Task requirements: Two lines in the data below mark the range: the one with "fn map_grant_error(err: HttpGrantError)" and the one with "IDP arbitrates those.". Return both, along with every line between them, exactly.

§

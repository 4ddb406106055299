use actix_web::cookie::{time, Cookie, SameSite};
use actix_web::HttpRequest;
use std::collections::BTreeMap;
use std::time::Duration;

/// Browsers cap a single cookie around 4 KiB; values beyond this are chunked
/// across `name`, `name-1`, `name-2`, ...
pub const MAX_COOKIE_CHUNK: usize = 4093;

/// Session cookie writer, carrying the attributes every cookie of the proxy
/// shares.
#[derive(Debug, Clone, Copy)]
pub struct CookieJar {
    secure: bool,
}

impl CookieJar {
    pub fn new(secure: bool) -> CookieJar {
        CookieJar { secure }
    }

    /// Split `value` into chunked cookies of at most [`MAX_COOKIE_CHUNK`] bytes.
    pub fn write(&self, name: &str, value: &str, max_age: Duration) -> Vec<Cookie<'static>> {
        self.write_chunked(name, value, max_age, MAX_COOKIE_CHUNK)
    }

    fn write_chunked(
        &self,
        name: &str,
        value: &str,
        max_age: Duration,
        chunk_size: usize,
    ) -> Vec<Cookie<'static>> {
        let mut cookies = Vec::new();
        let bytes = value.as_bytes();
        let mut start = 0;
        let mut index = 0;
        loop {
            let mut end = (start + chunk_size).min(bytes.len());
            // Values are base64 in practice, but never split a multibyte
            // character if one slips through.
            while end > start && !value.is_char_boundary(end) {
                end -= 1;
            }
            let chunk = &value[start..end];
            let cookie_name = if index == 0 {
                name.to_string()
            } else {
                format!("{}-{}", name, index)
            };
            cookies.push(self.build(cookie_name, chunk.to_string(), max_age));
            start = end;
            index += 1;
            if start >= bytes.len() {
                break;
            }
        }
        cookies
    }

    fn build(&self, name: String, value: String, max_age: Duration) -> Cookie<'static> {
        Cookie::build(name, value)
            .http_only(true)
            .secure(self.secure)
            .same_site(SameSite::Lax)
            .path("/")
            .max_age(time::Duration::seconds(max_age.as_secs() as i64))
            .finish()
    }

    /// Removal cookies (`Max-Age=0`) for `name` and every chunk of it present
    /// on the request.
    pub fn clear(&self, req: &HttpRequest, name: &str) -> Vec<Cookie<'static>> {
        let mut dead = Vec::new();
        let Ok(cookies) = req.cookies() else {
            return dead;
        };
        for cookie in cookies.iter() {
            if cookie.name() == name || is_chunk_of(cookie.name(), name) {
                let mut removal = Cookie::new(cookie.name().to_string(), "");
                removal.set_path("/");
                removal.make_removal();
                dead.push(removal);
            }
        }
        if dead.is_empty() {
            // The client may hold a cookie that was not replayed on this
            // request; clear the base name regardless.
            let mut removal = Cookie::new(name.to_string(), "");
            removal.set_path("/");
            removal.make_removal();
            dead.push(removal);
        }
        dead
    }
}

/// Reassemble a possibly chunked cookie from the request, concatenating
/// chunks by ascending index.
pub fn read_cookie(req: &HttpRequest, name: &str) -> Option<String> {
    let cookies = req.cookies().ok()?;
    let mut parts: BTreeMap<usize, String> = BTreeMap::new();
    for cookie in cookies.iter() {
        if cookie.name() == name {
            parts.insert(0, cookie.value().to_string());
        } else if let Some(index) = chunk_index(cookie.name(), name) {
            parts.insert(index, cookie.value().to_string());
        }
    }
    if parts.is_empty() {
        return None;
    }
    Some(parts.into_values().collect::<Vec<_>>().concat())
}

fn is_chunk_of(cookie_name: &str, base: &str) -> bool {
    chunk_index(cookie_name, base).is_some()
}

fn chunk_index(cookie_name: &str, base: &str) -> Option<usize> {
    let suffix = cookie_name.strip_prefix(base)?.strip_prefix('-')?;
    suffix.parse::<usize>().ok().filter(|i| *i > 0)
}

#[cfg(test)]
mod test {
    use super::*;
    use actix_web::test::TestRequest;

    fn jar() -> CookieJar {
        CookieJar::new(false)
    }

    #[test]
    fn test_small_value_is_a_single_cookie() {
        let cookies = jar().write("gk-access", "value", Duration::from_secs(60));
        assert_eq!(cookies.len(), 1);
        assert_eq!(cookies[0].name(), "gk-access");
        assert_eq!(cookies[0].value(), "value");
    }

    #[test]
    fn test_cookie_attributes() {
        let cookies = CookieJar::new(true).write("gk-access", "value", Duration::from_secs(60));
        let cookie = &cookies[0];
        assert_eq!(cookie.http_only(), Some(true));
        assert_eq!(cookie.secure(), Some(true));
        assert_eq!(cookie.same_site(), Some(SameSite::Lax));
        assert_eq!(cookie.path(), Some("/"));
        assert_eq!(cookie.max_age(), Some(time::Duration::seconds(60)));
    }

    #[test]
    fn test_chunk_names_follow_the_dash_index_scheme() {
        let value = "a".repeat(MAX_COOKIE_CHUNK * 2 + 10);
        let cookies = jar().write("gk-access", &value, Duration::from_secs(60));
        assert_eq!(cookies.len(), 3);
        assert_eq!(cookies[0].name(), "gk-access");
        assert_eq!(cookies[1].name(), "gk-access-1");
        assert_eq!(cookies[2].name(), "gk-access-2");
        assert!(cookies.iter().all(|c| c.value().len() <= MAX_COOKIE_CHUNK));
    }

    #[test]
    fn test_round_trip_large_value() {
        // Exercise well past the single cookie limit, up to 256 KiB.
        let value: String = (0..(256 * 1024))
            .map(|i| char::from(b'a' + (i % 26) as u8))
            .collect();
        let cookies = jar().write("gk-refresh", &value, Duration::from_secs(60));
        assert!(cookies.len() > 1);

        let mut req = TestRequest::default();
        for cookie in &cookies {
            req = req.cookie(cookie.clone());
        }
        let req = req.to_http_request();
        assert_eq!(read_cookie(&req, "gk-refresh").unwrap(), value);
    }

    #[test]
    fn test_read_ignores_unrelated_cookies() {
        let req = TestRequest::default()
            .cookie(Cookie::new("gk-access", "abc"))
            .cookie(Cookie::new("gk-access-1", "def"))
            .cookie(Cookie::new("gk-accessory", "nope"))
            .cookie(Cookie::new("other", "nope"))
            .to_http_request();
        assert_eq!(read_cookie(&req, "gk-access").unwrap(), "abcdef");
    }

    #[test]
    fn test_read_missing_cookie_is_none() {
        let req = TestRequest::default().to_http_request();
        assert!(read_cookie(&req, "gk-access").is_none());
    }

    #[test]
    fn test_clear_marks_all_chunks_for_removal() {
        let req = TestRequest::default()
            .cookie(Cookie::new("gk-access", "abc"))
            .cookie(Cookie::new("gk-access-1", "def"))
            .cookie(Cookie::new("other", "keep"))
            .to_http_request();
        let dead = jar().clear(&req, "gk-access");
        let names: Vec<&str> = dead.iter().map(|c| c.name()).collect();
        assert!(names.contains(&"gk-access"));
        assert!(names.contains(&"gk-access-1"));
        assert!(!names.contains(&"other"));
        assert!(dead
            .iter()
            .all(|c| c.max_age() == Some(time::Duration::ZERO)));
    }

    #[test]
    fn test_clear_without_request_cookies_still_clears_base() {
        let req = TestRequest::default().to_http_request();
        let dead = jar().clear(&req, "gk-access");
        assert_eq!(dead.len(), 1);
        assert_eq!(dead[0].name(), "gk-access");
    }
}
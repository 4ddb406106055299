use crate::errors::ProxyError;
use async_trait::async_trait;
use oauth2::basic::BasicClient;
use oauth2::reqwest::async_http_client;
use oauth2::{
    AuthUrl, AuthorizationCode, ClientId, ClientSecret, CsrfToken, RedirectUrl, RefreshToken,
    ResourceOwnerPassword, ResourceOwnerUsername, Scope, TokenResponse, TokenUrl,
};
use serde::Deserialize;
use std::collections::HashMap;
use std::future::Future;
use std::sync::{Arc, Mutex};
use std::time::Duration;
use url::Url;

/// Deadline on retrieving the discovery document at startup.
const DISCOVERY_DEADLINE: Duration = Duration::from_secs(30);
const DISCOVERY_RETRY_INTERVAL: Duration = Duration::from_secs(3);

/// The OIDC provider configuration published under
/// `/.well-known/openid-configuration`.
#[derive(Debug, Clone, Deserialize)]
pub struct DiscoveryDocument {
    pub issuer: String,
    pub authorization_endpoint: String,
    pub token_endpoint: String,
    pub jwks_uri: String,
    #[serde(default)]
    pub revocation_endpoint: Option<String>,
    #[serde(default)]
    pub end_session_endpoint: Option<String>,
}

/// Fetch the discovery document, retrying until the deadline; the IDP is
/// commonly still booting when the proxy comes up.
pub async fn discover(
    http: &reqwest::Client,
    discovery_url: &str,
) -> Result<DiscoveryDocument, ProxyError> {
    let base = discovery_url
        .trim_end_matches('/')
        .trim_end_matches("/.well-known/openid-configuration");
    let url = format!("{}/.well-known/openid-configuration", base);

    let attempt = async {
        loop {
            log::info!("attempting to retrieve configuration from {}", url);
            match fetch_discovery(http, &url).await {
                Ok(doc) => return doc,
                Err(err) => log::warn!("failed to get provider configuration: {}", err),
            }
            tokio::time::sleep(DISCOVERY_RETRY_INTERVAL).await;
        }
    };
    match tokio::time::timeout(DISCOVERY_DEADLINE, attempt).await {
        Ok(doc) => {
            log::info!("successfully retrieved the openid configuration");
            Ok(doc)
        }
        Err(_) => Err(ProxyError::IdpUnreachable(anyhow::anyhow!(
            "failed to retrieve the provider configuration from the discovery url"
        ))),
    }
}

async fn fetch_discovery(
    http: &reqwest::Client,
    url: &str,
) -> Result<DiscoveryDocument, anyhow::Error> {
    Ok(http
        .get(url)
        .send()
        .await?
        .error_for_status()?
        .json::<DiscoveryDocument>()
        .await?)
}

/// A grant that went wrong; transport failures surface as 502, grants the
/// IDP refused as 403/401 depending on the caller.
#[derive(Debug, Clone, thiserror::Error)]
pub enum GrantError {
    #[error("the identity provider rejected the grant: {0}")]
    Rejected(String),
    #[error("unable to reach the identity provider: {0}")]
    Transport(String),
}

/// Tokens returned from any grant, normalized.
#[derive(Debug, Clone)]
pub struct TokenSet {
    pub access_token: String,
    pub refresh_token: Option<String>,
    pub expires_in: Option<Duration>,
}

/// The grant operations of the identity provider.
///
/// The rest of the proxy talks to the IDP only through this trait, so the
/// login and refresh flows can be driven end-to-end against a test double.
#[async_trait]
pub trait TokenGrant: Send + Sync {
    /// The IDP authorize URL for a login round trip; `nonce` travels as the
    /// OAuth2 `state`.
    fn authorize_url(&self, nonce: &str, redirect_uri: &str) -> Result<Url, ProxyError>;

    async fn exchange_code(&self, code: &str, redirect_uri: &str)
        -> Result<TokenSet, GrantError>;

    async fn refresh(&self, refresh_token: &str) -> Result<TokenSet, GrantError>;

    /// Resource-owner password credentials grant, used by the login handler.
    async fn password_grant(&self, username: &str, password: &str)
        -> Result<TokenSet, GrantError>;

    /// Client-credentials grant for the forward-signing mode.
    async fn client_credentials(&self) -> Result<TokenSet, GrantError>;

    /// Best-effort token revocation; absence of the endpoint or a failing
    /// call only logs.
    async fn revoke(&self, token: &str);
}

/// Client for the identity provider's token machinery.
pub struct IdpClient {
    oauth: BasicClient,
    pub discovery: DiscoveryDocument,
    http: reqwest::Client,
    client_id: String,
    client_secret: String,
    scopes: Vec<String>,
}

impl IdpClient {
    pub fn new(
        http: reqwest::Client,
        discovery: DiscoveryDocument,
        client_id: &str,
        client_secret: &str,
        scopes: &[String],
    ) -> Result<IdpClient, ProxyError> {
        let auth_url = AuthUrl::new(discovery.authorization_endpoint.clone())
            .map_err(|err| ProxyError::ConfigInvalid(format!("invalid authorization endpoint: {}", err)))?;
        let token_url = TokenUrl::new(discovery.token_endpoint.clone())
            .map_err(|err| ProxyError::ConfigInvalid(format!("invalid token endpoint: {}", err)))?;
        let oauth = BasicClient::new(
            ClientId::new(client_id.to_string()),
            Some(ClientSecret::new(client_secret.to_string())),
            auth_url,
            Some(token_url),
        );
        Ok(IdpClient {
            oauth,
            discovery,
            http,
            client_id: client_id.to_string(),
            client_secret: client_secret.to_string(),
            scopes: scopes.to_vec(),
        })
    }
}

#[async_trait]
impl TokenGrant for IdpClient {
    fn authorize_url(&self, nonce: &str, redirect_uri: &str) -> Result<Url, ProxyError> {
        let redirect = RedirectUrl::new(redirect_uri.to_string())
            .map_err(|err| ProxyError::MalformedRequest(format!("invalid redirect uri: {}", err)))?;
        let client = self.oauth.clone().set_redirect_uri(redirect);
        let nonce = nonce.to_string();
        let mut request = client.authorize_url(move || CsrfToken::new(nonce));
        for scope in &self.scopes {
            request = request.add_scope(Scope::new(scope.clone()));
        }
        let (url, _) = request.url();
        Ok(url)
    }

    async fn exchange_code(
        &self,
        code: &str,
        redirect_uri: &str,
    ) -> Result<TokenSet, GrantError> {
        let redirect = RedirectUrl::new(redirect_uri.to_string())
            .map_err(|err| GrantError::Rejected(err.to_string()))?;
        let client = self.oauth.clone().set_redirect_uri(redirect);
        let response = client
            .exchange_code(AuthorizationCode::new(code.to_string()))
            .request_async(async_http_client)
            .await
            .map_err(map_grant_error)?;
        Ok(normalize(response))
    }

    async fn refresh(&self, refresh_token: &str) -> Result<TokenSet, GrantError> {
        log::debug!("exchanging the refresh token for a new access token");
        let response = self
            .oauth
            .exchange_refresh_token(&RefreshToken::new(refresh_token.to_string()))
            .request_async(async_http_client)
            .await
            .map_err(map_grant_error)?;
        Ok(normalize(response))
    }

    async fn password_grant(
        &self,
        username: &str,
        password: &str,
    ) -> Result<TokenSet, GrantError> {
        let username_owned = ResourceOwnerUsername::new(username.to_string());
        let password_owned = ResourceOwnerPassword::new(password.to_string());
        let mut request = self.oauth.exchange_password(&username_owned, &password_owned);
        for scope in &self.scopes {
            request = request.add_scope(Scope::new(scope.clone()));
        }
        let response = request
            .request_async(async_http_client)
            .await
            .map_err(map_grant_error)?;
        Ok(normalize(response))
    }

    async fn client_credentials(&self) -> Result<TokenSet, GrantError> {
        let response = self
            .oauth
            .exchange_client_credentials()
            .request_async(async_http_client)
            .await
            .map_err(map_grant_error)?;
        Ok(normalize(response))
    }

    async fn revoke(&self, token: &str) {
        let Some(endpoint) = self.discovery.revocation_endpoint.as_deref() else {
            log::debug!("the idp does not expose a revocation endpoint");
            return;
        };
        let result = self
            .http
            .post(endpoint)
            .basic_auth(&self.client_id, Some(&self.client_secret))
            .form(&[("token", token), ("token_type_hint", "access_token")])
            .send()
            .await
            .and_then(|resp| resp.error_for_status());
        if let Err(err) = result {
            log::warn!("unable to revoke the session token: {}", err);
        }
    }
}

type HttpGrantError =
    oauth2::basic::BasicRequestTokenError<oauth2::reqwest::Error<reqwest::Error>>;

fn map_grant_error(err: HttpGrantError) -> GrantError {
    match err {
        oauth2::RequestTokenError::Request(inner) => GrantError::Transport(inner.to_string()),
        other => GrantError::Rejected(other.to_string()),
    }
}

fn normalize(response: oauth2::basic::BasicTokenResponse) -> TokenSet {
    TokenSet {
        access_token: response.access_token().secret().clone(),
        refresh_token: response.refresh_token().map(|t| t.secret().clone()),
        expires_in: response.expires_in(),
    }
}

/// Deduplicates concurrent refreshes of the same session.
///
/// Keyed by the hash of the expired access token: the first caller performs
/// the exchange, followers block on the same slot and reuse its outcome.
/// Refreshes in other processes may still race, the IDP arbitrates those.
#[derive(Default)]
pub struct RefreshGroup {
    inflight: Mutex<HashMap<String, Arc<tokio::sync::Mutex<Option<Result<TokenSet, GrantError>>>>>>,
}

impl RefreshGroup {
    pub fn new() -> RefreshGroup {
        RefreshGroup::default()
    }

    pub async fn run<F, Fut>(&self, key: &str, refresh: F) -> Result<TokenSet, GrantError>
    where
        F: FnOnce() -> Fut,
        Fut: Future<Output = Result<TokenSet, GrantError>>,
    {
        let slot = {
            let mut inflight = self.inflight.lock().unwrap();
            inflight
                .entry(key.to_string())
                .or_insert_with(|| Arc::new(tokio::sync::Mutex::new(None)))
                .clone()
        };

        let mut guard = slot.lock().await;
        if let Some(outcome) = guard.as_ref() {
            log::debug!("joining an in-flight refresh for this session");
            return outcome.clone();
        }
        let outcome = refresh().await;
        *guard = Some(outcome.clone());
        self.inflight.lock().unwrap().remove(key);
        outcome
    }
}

§

Result of this task:
fn map_grant_error(err: HttpGrantError) -> GrantError {
    match err {
        oauth2::RequestTokenError::Request(inner) => GrantError::Transport(inner.to_string()),
        other => GrantError::Rejected(other.to_string()),
    }
}

fn normalize(response: oauth2::basic::BasicTokenResponse) -> TokenSet {
    TokenSet {
        access_token: response.access_token().secret().clone(),
        refresh_token: response.refresh_token().map(|t| t.secret().clone()),
        expires_in: response.expires_in(),
    }
}

/// Deduplicates concurrent refreshes of the same session.
///
/// Keyed by the hash of the expired access token: the first caller performs
/// the exchange, followers block on the same slot and reuse its outcome.
/// Refreshes in other processes may still race, the IDP arbitrates those.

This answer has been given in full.